▸ **Work request**
Below is a listing. Copy each line of it that holds the word "Resolves".

▸ **Given entries**
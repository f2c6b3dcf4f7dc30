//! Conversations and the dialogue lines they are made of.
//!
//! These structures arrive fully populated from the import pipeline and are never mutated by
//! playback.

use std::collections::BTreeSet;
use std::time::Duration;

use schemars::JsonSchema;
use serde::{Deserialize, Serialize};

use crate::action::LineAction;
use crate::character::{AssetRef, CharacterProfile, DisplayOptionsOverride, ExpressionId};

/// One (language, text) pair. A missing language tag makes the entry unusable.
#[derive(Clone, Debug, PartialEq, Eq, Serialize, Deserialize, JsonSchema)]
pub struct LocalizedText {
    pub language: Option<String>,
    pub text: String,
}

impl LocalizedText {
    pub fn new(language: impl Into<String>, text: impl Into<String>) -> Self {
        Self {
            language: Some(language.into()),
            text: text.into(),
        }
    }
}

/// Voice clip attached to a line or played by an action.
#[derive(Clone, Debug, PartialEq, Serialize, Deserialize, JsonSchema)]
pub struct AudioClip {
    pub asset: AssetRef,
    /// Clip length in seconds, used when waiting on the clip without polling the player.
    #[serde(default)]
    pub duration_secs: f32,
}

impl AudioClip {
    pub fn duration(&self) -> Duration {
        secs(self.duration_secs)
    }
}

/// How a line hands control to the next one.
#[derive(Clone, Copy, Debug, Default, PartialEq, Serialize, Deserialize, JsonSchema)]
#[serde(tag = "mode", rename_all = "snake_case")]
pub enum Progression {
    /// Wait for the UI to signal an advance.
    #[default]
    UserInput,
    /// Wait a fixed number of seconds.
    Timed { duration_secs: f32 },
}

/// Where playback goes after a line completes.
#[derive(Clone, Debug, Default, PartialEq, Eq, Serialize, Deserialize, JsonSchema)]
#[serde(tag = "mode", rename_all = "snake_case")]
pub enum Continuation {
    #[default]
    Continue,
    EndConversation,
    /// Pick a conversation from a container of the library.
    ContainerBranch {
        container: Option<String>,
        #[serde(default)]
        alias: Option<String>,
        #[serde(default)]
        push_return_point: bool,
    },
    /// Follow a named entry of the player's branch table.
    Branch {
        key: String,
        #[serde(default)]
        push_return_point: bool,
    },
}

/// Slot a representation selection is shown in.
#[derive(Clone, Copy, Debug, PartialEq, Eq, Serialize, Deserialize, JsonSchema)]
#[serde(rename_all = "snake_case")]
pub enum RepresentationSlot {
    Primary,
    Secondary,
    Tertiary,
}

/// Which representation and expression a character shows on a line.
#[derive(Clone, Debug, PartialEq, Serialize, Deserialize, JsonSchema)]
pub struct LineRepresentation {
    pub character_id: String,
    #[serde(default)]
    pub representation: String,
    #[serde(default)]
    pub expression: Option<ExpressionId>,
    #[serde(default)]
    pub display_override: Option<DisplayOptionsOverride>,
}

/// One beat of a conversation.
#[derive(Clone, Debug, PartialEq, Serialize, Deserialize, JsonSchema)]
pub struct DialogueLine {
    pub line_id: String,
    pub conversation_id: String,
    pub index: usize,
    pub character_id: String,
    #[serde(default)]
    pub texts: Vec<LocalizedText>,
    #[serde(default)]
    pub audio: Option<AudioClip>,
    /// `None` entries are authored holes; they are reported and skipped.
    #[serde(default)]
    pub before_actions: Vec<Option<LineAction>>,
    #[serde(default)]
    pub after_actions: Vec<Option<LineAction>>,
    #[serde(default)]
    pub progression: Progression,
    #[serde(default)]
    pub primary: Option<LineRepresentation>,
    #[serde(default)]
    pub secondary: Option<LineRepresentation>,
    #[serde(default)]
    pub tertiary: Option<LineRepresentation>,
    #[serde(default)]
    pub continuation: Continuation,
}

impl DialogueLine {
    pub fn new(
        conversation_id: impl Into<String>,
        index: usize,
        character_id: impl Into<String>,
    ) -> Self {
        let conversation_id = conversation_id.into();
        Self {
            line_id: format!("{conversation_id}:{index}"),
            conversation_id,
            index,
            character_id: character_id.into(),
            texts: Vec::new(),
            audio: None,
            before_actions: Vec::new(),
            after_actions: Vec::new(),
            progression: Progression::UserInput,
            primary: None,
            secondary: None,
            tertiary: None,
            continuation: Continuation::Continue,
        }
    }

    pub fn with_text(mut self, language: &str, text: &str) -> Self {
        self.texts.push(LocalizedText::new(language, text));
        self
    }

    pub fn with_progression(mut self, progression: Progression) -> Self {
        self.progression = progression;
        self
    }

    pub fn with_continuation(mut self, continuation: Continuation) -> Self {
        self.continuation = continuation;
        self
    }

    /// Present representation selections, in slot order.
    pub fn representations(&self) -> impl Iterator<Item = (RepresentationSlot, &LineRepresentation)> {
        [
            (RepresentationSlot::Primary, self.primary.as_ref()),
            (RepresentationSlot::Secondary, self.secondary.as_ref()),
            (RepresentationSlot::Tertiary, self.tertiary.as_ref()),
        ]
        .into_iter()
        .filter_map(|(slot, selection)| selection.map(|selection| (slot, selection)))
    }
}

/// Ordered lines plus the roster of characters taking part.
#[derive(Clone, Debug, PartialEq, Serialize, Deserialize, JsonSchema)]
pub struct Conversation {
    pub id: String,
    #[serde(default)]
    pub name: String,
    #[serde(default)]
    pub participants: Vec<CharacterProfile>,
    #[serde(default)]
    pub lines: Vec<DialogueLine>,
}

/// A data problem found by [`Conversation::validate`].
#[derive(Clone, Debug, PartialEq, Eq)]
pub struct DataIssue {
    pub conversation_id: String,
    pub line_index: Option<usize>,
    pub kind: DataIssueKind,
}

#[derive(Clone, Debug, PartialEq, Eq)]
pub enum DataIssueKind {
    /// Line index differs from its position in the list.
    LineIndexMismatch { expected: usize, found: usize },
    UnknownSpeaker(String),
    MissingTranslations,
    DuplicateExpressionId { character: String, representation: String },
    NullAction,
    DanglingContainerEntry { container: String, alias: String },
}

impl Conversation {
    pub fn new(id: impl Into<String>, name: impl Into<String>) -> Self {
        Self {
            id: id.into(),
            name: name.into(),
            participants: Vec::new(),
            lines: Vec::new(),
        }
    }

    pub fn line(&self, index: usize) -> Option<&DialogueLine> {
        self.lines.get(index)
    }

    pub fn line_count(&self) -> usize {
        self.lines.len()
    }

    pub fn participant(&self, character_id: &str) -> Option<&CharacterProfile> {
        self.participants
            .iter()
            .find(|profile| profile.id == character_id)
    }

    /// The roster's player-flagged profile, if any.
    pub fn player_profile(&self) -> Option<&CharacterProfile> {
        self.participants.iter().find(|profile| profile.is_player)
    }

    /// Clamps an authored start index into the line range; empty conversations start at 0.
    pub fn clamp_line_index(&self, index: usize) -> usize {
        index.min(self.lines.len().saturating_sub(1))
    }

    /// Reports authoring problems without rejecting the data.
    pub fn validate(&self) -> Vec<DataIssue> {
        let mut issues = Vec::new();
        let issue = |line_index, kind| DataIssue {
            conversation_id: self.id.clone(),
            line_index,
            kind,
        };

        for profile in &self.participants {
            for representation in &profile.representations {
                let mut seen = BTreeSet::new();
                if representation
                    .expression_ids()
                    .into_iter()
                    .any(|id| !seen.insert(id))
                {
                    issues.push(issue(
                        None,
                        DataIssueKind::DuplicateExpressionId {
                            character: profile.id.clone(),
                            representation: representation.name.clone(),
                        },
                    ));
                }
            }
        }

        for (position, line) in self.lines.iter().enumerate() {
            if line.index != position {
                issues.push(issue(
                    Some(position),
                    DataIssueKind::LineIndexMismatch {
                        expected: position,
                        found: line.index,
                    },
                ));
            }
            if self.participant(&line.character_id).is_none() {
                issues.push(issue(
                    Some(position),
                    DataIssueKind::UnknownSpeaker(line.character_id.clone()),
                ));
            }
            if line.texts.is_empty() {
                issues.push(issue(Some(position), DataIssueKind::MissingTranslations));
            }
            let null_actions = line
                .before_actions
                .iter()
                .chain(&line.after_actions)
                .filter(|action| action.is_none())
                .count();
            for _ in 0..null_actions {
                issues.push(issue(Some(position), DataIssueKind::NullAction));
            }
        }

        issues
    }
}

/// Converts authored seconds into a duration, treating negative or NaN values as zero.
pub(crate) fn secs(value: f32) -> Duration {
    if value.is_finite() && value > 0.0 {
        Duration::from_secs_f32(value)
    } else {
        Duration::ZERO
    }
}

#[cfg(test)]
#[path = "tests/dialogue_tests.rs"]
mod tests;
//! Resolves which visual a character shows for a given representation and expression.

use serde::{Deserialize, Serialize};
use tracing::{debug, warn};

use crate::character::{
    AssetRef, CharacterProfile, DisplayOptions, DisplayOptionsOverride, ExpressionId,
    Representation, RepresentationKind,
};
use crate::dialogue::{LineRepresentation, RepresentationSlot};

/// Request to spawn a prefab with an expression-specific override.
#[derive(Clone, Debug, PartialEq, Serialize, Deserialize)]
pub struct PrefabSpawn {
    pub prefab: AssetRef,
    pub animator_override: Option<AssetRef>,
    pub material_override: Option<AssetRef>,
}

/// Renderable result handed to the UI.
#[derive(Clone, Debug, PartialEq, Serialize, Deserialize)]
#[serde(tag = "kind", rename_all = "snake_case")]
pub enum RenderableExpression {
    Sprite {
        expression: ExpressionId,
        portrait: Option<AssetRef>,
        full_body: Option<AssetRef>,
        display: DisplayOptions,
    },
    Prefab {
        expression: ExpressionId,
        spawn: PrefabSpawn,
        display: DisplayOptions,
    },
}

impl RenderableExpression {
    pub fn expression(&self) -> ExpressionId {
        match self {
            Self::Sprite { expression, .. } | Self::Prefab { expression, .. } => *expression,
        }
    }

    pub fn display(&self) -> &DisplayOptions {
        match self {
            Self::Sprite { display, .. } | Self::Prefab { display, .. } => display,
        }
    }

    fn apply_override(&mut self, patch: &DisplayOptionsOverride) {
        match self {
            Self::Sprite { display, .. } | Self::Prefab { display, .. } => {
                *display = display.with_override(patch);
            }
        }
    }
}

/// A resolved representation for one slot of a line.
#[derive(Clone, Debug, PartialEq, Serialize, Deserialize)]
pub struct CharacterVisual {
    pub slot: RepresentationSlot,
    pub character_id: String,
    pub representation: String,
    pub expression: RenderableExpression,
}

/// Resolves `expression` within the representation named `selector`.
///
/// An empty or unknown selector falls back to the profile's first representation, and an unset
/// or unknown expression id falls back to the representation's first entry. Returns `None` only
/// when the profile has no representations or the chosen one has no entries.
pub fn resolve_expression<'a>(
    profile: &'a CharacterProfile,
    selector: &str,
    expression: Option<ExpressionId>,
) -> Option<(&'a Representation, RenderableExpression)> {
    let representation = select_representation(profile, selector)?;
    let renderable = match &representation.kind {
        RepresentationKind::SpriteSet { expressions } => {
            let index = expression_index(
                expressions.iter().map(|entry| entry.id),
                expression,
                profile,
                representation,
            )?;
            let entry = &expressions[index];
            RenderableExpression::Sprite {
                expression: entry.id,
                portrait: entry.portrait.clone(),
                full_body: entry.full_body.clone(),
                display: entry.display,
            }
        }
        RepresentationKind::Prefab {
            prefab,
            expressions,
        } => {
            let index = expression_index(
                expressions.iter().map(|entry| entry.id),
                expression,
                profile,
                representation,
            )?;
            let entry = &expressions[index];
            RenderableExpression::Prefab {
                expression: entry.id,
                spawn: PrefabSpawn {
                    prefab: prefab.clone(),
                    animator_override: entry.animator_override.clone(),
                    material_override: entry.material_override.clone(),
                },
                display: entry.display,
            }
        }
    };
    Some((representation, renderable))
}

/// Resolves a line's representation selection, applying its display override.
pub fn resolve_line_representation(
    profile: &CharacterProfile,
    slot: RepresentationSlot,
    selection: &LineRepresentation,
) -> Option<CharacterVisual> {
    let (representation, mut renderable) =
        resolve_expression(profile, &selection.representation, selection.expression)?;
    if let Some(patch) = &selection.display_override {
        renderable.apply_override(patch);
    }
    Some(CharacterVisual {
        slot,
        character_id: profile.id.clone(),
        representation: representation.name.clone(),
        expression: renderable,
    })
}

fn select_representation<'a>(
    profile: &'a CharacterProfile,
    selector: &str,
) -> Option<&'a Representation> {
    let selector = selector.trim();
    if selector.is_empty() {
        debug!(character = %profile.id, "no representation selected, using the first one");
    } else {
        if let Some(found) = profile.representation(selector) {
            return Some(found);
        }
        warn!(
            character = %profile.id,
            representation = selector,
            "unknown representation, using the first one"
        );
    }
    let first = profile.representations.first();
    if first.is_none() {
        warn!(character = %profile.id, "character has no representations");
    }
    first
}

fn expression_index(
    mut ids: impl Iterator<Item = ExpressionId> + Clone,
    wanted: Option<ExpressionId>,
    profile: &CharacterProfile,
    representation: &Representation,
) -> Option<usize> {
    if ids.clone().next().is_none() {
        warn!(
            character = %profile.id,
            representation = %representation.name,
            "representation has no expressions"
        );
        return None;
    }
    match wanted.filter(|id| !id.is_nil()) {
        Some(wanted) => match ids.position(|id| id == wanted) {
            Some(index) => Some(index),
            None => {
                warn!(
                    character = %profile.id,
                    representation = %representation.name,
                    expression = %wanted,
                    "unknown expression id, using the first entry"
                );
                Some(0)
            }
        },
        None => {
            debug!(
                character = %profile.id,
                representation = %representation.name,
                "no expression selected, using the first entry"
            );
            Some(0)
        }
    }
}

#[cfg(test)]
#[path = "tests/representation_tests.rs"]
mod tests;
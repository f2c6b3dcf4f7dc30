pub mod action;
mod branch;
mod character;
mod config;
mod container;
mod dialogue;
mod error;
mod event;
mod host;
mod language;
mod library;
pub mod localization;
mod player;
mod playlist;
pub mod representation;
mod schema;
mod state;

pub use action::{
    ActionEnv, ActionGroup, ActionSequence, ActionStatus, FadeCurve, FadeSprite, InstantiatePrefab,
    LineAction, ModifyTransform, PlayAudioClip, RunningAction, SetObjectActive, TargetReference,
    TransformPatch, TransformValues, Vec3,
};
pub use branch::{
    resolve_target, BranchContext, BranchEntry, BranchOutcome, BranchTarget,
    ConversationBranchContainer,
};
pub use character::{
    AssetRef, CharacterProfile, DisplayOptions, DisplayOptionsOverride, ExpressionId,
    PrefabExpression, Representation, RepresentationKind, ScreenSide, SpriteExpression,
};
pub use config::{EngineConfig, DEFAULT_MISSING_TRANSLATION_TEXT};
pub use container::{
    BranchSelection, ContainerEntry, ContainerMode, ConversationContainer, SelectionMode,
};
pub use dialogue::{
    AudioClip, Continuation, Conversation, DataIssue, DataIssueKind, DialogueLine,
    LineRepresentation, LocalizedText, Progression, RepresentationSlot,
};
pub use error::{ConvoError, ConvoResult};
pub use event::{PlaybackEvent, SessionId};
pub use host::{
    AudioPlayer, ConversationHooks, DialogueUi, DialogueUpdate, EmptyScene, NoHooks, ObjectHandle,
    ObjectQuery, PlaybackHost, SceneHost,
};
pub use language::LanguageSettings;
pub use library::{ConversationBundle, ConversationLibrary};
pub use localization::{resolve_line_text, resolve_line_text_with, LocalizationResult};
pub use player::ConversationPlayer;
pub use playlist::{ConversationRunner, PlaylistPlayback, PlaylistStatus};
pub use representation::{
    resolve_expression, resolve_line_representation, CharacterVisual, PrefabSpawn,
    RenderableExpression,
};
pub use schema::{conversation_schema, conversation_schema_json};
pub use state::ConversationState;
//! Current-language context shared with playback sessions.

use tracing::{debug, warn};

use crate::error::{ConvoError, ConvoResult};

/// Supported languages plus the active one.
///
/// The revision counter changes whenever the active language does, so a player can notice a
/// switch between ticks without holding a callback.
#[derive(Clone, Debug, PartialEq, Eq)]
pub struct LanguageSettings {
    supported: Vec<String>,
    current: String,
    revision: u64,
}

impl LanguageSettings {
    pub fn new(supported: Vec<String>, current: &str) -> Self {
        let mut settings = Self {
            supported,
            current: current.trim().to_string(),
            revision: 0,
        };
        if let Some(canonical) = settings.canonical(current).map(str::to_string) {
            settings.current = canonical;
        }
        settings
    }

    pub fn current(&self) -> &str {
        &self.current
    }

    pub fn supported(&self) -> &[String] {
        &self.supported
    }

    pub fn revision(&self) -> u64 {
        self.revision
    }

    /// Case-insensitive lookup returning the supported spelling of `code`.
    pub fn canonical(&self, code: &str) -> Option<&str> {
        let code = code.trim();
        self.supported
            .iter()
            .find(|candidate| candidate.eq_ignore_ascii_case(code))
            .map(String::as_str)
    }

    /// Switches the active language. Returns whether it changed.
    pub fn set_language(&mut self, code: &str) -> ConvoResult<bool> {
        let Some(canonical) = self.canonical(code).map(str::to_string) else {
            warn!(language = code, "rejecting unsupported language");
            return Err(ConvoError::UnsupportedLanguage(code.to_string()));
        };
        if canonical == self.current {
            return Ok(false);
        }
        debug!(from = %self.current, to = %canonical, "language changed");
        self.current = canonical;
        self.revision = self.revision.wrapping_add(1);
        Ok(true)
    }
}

▸ **Solved exercise**
//! Resolves which visual a character shows for a given representation and expression.
/// Resolves `expression` within the representation named `selector`.
/// Resolves a line's representation selection, applying its display override.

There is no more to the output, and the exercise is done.